Maria Gaetana Agnesi ( ,  , ; 16 May  1718 – 9 January 1799) was an Italian mathematician, philosopher, theologian, and humanitarian. She was the first woman to write a mathematics handbook and the first woman appointed as a mathematics professor at a university.

She is credited with writing the first book discussing both differential and integral calculus and was a member of the faculty at the University of Bologna, although she never served.

She devoted the last four decades of her life to studying theology (especially patristics) and to charitable work and serving the poor. She was a devout Catholic and wrote extensively on the marriage between intellectual pursuit and mystical contemplation, most notably in her essay Il cielo mistico (The Mystic Heaven). She saw the rational contemplation of God as a complement to prayer and contemplation of the life, death and resurrection of Jesus Christ.

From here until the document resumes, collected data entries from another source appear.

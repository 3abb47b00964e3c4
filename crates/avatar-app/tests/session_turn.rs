//! Integration tests for a full chat turn (chat -> plan + speech -> animation)
//!
//! These run against in-process service stubs; no network, no real clock.

use std::sync::Arc;

use async_trait::async_trait;

use avatar_app::Session;
use avatar_client::{
    ChatService, FixedChatService, ScriptedRecognizer, SilentSynthesizer, SpeechEvent,
    SpeechSynthesizer,
};
use avatar_config::Settings;
use avatar_core::BlendShape;

/// Chat stub that answers conversationally, and with a plan when asked to
/// direct an animation (the planner reuses the chat backend).
struct PlanningChatStub {
    reply: String,
    plan_json: String,
}

#[async_trait]
impl ChatService for PlanningChatStub {
    async fn reply(&self, message: &str, _system_prompt: Option<&str>) -> String {
        if message.contains("animation director") {
            self.plan_json.clone()
        } else {
            self.reply.clone()
        }
    }
}

fn make_session(chat: Arc<dyn ChatService>) -> Session {
    let tts: Arc<dyn SpeechSynthesizer> = Arc::new(SilentSynthesizer::default());
    Session::new(Settings::default(), chat, tts).unwrap()
}

#[tokio::test(start_paused = true)]
async fn test_turn_returns_reply_after_sequence() {
    let chat = Arc::new(PlanningChatStub {
        reply: "Hello there!".to_string(),
        plan_json: r#"[{"text":"Hello there!","expression":"happy","headMotion":"nod","gesture":"handWave","duration":1500,"intensity":0.8}]"#
            .to_string(),
    });
    let session = make_session(chat);
    session.start();

    let mut events = session.subscribe_events();
    let reply = session.handle_message("hi").await;
    assert_eq!(reply, "Hello there!");

    // Exactly one step ran, then the sequence completed.
    let mut starts = 0;
    let mut completes = 0;
    while let Ok(event) = events.try_recv() {
        match event {
            avatar_anim::SequencerEvent::StepStarted { .. } => starts += 1,
            avatar_anim::SequencerEvent::SequenceComplete { steps } => {
                completes += 1;
                assert_eq!(steps, 1);
            }
            _ => {}
        }
    }
    assert_eq!(starts, 1);
    assert_eq!(completes, 1);

    session.shutdown();
}

#[tokio::test(start_paused = true)]
async fn test_unusable_plan_degrades_to_fallback_turn() {
    // The backend never returns JSON, so the planner falls back to the
    // single-step neutral plan; the turn still completes with the reply.
    let chat = Arc::new(FixedChatService::new("Just chatting."));
    let session = make_session(chat);
    session.start();

    let mut events = session.subscribe_events();
    let reply = session.handle_message("hello?").await;
    assert_eq!(reply, "Just chatting.");

    let mut fallback_step = None;
    while let Ok(event) = events.try_recv() {
        if let avatar_anim::SequencerEvent::StepStarted { step, .. } = event {
            fallback_step = Some(step);
        }
    }
    let step = fallback_step.expect("the fallback plan still animates the turn");
    assert_eq!(step.text, "Just chatting.");
    assert_eq!(step.duration_ms, 2000);
}

#[tokio::test(start_paused = true)]
async fn test_model_swap_bumps_generation_and_restarts_blinking() {
    let session = make_session(Arc::new(FixedChatService::new("x")));
    session.start();
    let generation = session.avatar().generation();

    session.swap_model(&avatar_config::AvatarSettings::default(), None);

    // Old-model caches key on the generation, so the bump invalidates them.
    assert_eq!(session.avatar().generation(), generation + 1);
    // The blink loop restarted against the new model (first blink fires
    // immediately).
    assert!(session.avatar().shape_value(BlendShape::Blink) > 0.0);
    session.shutdown();
}

#[tokio::test(start_paused = true)]
async fn test_voice_turn_through_scripted_recognizer() {
    let chat = Arc::new(FixedChatService::new("Heard you!"));
    let session = make_session(chat)
        .with_recognizer(Arc::new(ScriptedRecognizer::new(vec!["what's up".to_string()])));
    session.start();

    let mut speech = session.subscribe_speech();
    assert!(session.start_listening());

    let transcript = loop {
        match speech.recv().await.unwrap() {
            SpeechEvent::Result(text) => break text,
            SpeechEvent::Ended => panic!("recording ended without a transcript"),
            _ => {}
        }
    };
    assert_eq!(transcript, "what's up");

    let reply = session.handle_message(&transcript).await;
    assert_eq!(reply, "Heard you!");
    session.shutdown();
}

#[tokio::test]
async fn test_recognition_capability_is_branched_on() {
    // The default session carries the capability-off recognizer; listening
    // is refused rather than crashing into a missing engine.
    let session = make_session(Arc::new(FixedChatService::new("x")));
    assert!(!session.start_listening());
}

#[tokio::test(start_paused = true)]
async fn test_shutdown_clears_all_frame_tasks() {
    let chat = Arc::new(FixedChatService::new("bye"));
    let session = make_session(chat);
    session.start();
    let _ = session.handle_message("hi").await;

    session.shutdown();
    // After shutdown no loop may keep writing the avatar; the blink shape
    // stays wherever teardown left it.
    let weight = session.avatar().shape_value(BlendShape::Blink);
    tokio::time::advance(std::time::Duration::from_secs(5)).await;
    assert_eq!(session.avatar().shape_value(BlendShape::Blink), weight);
}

Maria Teresa Agnesi Pinottini, clavicembalist and composer, was her sister.

Early life
Maria Gaetana Agnesi was born in Milan, to a wealthy and literate family. Her father Pietro Agnesi, a wealthy silk merchant, wanted to elevate his family into the Milanese nobility. In order to achieve his goal, he had married Anna Fortunato Brivio of the Brivius de Brokles family in 1717.  Her mother's death provided her the excuse to retire from public life. She took over management of the household. She was one of 21 children. Her family was recognized as one of the wealthiest in Milan.

Maria was recognized early on as a child prodigy; she could speak both Italian and French at five years of age. By her eleventh birthday, she had also learned Greek, Hebrew, Spanish, German, and Latin, and was referred to as the "Seven-Tongued Orator".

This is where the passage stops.